Coronavirus contact tracing programs in the United States have slashed ambitions as cases spike in the winter, but New York City has looked into its $ 600 million tracing initiative.
The city hired more trackers over the holiday season, and by early March hit its goal of reaching at least 90% of people who test positive, a mark it hasn’t hit since Thanksgiving. Last week the number reached 96%.
Overwhelmed research programs elsewhere have weathered the wave by switching to robocalls, limiting the types of cases they track down, or telling those infected to simply contact their contacts themselves.
But New York remains committed, saying the tracing helped curb the city’s second wave and is all the more needed now as vaccination campaigns rush to overtake the spread of worrying viral variants.
“This is the danger zone, where we cannot let our guard down,” said head of contact tracing, Dr Ted Long.
Yet considerable challenges remain. Less than half of those who test positive name anyone they may have been exposed to the virus. Some stop responding to a storm of follow-ups to make sure they stay isolated.
There is debate among public health experts as to whether local governments should reduce contact tracing and focus more on immunization.
After suffering the nation’s deadliest coronavirus wave last spring, New York City mounted what appears to be the largest contact tracing effort in any US city, now numbering around 4,000 plotters and a budget of $ 582 million for this fiscal year and the next. An additional $ 184 million is budgeted for services like voluntary hotel stays for people who cannot self-isolate at home.
Screening for those infected was easier in mid-August, when the city had around 200 new cases a day. It became a monumental effort in mid-January, when new cases surpassed 6,000 a day.
Since then, the number of daily cases has dropped by about half. Yet the city’s five boroughs have infection rates in the country’s richest 2% of counties. Long argues that the city’s research program has helped limit the increase to significantly fewer new deaths per person than in the United States as a whole.
Tracer Jessica Morris said that “it was very intense for two and a half months straight” during the wave.
Taking calls to make and reminders to answer, trackers tried to compress their conversations without skipping important information. “I have mastered the art of breaking the ice very effectively,” she said.
Although responses vary, Morris said she was “generally able to move on to some extent – maybe not full-fledged contact sharing, but at least a willingness to stay home” and respond to The surveillance.
Some infected people report that they were already in quarantine and therefore had no contact. Others simply don’t give names, saying they have personally called their contacts and felt they don’t need the city’s involvement.
The city’s research efforts can be intense.
Emmaia Gelman, a graduate student in New York City, said contact tracers called her about 70 times after testing positive. Every day, calls, texts, or both to monitor her and her two children, who tested negative.
Gelman briefly stopped answering calls. She also withheld some names of people she had been in contact with prior to the onset of her symptoms, for reasons such as people’s immigration status.

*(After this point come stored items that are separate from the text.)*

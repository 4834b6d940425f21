use bitflags::bitflags;
use cgmath::{vec3, Deg, EuclideanSpace, InnerSpace, Matrix4, Point3, Vector3};

use crate::model::UniformBufferObject;

type Vec3 = Vector3<f32>;
type Mat4 = Matrix4<f32>;

const CAMERA_SPEED: f32 = 0.02;
const PITCH_STEP: f32 = 0.01;
const ROTATION_STEP: f32 = 0.1;
const DEGREES_PER_ROTATION_UNIT: f32 = 15.0;

const FIELD_OF_VIEW: Deg<f32> = Deg(30.0);
const NEAR_PLANE: f32 = 0.1;
const FAR_PLANE: f32 = 10.0;

bitflags! {
    /// Movement keys currently held down.
    #[derive(Copy, Clone, Debug, Default, PartialEq, Eq, Hash)]
    pub struct MovementKeys: u8 {
        const FORWARD = 1 << 0;
        const BACKWARD = 1 << 1;
        const LEFT = 1 << 2;
        const RIGHT = 1 << 3;
        const PITCH_UP = 1 << 4;
        const PITCH_DOWN = 1 << 5;
        const ROTATE_LEFT = 1 << 6;
        const ROTATE_RIGHT = 1 << 7;
    }
}

impl MovementKeys {
    /// Applies a key transition to the held-key set.
    pub fn apply(&mut self, key: MovementKeys, pressed: bool) {
        if pressed {
            *self |= key;
        } else {
            *self &= !key;
        }
    }
}

/// Fly camera plus the accumulated model rotation.
#[derive(Copy, Clone, Debug, PartialEq)]
pub struct Camera {
    pub position: Vec3,
    pub front: Vec3,
    pub up: Vec3,
    pub rotation: f32,
}

impl Default for Camera {
    fn default() -> Self {
        Self {
            position: vec3(2.0, 2.0, 2.0),
            front: vec3(-1.0, -1.0, -1.0).normalize(),
            up: vec3(0.0, 0.0, 1.0),
            rotation: 0.0,
        }
    }
}

impl Camera {
    /// Advances the camera by one fixed step for every held key.
    pub fn advance(&mut self, keys: MovementKeys) {
        if keys.contains(MovementKeys::FORWARD) {
            self.position += self.front * CAMERA_SPEED;
        }
        if keys.contains(MovementKeys::BACKWARD) {
            self.position -= self.front * CAMERA_SPEED;
        }

        let right = self.front.cross(self.up);
        if right.magnitude2() > f32::EPSILON {
            let right = right.normalize();
            if keys.contains(MovementKeys::LEFT) {
                self.position -= right * CAMERA_SPEED;
            }
            if keys.contains(MovementKeys::RIGHT) {
                self.position += right * CAMERA_SPEED;
            }
        }

        if keys.contains(MovementKeys::PITCH_UP) {
            self.front.x -= PITCH_STEP;
            self.front.y -= PITCH_STEP;
        }
        if keys.contains(MovementKeys::PITCH_DOWN) {
            self.front.x += PITCH_STEP;
            self.front.y += PITCH_STEP;
        }

        if keys.contains(MovementKeys::ROTATE_LEFT) {
            self.rotation -= ROTATION_STEP;
        }
        if keys.contains(MovementKeys::ROTATE_RIGHT) {
            self.rotation += ROTATION_STEP;
        }
    }

    pub fn model(&self) -> Mat4 {
        Mat4::from_angle_z(Deg(self.rotation * DEGREES_PER_ROTATION_UNIT))
    }

    pub fn view(&self) -> Mat4 {
        Mat4::look_at_rh(Point3::from_vec(self.position), self.target(), self.up)
    }

    /// Perspective projection in Vulkan clip space.
    pub fn projection(&self, width: u32, height: u32) -> Mat4 {
        // cgmath targets OpenGL: flip Y and remap depth from [-1, 1] to [0, 1].
        #[rustfmt::skip]
        let correction = Mat4::new(
            1.0, 0.0, 0.0, 0.0,
            0.0, -1.0, 0.0, 0.0,
            0.0, 0.0, 1.0 / 2.0, 0.0,
            0.0, 0.0, 1.0 / 2.0, 1.0,
        );

        let aspect = width as f32 / height.max(1) as f32;
        correction * cgmath::perspective(FIELD_OF_VIEW, aspect, NEAR_PLANE, FAR_PLANE)
    }

    pub fn uniforms(&self, width: u32, height: u32) -> UniformBufferObject {
        UniformBufferObject {
            model: self.model(),
            view: self.view(),
            proj: self.projection(width, height),
        }
    }

    /// Point the camera looks at, one front vector ahead.
    pub fn target(&self) -> Point3<f32> {
        Point3::from_vec(self.position + self.front)
    }
}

“You are always wary because you put people’s names on a list,” said Gelman, who said he informed all of his contacts before a tracker called him.
Long said the city now plans to let one person answer for a family.
“But I support our persistence,” he said. “One of the hallmarks of our program that I’m proud of is that we’re a bunch of people who won’t give up.
Faced with their own pushes, other state and local governments have decided to scale back their research efforts.
In Philadelphia, tracers were so stretched they only tried to reach half of new cases in early February – and fewer of late as most staff have temporarily moved on to help call centers and immunization distribution, public health department spokesman Matt Rankin said.
Chicago began automating calls and asking recipients to notify their own contacts in December, conducting in-person interviews only in groups and for cases deemed a priority, according to Department of Health spokesperson Alyse. Kittner. Automation allows the city to reach over 90% of those newly diagnosed, she said.
New York City did not need to take such action, Long said.
Still, some other public health experts have doubts about US contact tracing efforts.
A new study of 300 people who had antibodies to the virus found that 60% had no idea they had been infected, making it unlikely that the tracers would know either. The study, which has yet to be reviewed by other scientists, also found that less than 18% were asked about their contacts.
“Contact tracing is not a tactic that is going to work well, given the speed, scale and stealth with which this virus is spreading,” said lead author Denis Nash, professor of epidemiology at the City University of New York. He argues that resources can be better spent on addressing immunization disparities, among other strategies.
Philadelphia-based epidemiologist Carolyn Cannuscio saw contact tracing reach its limits as she helped run the Penn Medicine program. The holiday wave has forced tracers to focus on cases deemed to be at high risk of spreading, although tracers have since resumed trying to reach all of her patients who test positive.
Still, she said tracing remains valuable and could help answer questions such as whether people who have been vaccinated can transmit the virus.
“We shouldn’t just give up and think, ‘Now is not the time to look for contacts’,” she said.